▶ INSTRUCTIONS FOR THE TASK: Search the records for the string "Result", and show each line where it appears.

(Collected data entries)
use std::io::{BufRead, Write};

use crate::majors::{MajorSelector, ResolutionError};
use crate::models::{MajorChoice, PrefixStat};

/// Course names shown under each prefix in the prompt
const EXAMPLES_PER_PREFIX: usize = 3;

fn io_error(e: std::io::Error) -> ResolutionError {
    ResolutionError::Selector(e.to_string())
}

/// Interactive major selection over any reader/writer pair
///
/// End of input is treated as declining (single prefix) or cancelling (several prefixes).
pub struct PromptSelector<R, W> {
    input: R,
    output: W,
    course_names: Vec<(String, Vec<String>)>,
}

impl<R: BufRead, W: Write> PromptSelector<R, W> {
    pub fn new(input: R, output: W) -> Self {
        Self { input, output, course_names: Vec::new() }
    }

    /// Course names per prefix, listed as examples next to each choice
    pub fn with_course_names(mut self, course_names: Vec<(String, Vec<String>)>) -> Self {
        self.course_names = course_names;
        self
    }

    fn ask(&mut self, question: &str) -> Result<Option<String>, ResolutionError> {
        write!(self.output, "{}", question).map_err(io_error)?;
        self.output.flush().map_err(io_error)?;

        let mut line = String::new();
        let read = self.input.read_line(&mut line).map_err(io_error)?;
        if read == 0 {
            writeln!(self.output).map_err(io_error)?;
            return Ok(None);
        }
        Ok(Some(line.trim().to_string()))
    }

    fn describe(&mut self, index: Option<usize>, stat: &PrefixStat) -> Result<(), ResolutionError> {
        let label = match index {
            Some(i) => format!("  {}. {}", i + 1, stat.prefix),
            None => format!("  {}", stat.prefix),
        };
        writeln!(
            self.output,
            "{:<12} {} course(s), {}",
            label, stat.count, stat.representative_category
        )
        .map_err(io_error)?;

        let examples = self
            .course_names
            .iter()
            .find(|(prefix, _)| *prefix == stat.prefix)
            .map(|(_, names)| names.iter().take(EXAMPLES_PER_PREFIX).cloned().collect::<Vec<_>>())
            .unwrap_or_default();
        if !examples.is_empty() {
            writeln!(self.output, "               e.g. {}", examples.join(", ")).map_err(io_error)?;
        }
        Ok(())
    }

    /// Accepts a 1-based list number or a prefix (any case)
    fn pick<'s>(stats: &'s [PrefixStat], answer: &str) -> Option<&'s PrefixStat> {
        match answer.parse::<usize>() {
            Ok(n) => n.checked_sub(1).and_then(|i| stats.get(i)),
            Err(_) => stats.iter().find(|s| s.prefix.eq_ignore_ascii_case(answer)),
        }
    }
}

impl<R: BufRead, W: Write> MajorSelector for PromptSelector<R, W> {
    fn confirm_primary(&mut self, stat: &PrefixStat) -> Result<bool, ResolutionError> {
        writeln!(self.output, "One major course-code prefix was found:").map_err(io_error)?;
        self.describe(None, stat)?;

        loop {
            let question = format!("Is {} your primary major? [Y/n] ", stat.prefix);
            let Some(answer) = self.ask(&question)? else {
                return Ok(false);
            };
            match answer.to_lowercase().as_str() {
                "" | "y" | "yes" => return Ok(true),
                "n" | "no" => return Ok(false),
                _ => writeln!(self.output, "Please answer y or n.").map_err(io_error)?,
            }
        }
    }

    fn choose_majors(
        &mut self,
        stats: &[PrefixStat],
    ) -> Result<Option<MajorChoice>, ResolutionError> {
        writeln!(self.output, "Several major course-code prefixes were found:").map_err(io_error)?;
        for (i, stat) in stats.iter().enumerate() {
            self.describe(Some(i), stat)?;
        }
        writeln!(
            self.output,
            "Prefixes you do not pick are imported into the general elective category."
        )
        .map_err(io_error)?;

        let primary = loop {
            let question = format!("Primary major [1-{}, q to cancel]: ", stats.len());
            let Some(answer) = self.ask(&question)? else {
                return Ok(None);
            };
            if answer.eq_ignore_ascii_case("q") {
                return Ok(None);
            }
            match Self::pick(stats, &answer) {
                Some(stat) => break stat.prefix.clone(),
                None => writeln!(self.output, "Unknown choice: {}", answer).map_err(io_error)?,
            }
        };

        let secondary = loop {
            let Some(answer) = self.ask("Secondary major [number or prefix, Enter for none]: ")?
            else {
                break None;
            };
            if answer.is_empty() {
                break None;
            }
            match Self::pick(stats, &answer) {
                Some(stat) if stat.prefix == primary => {
                    writeln!(self.output, "{} is already the primary major.", primary)
                        .map_err(io_error)?;
                }
                Some(stat) => break Some(stat.prefix.clone()),
                None => writeln!(self.output, "Unknown choice: {}", answer).map_err(io_error)?,
            }
        };

        Ok(Some(MajorChoice::new(primary, secondary)))
    }
}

▶ OUTPUT OF THE TASK:
    fn ask(&mut self, question: &str) -> Result<Option<String>, ResolutionError> {
    fn describe(&mut self, index: Option<usize>, stat: &PrefixStat) -> Result<(), ResolutionError> {
    fn confirm_primary(&mut self, stat: &PrefixStat) -> Result<bool, ResolutionError> {
    ) -> Result<Option<MajorChoice>, ResolutionError> {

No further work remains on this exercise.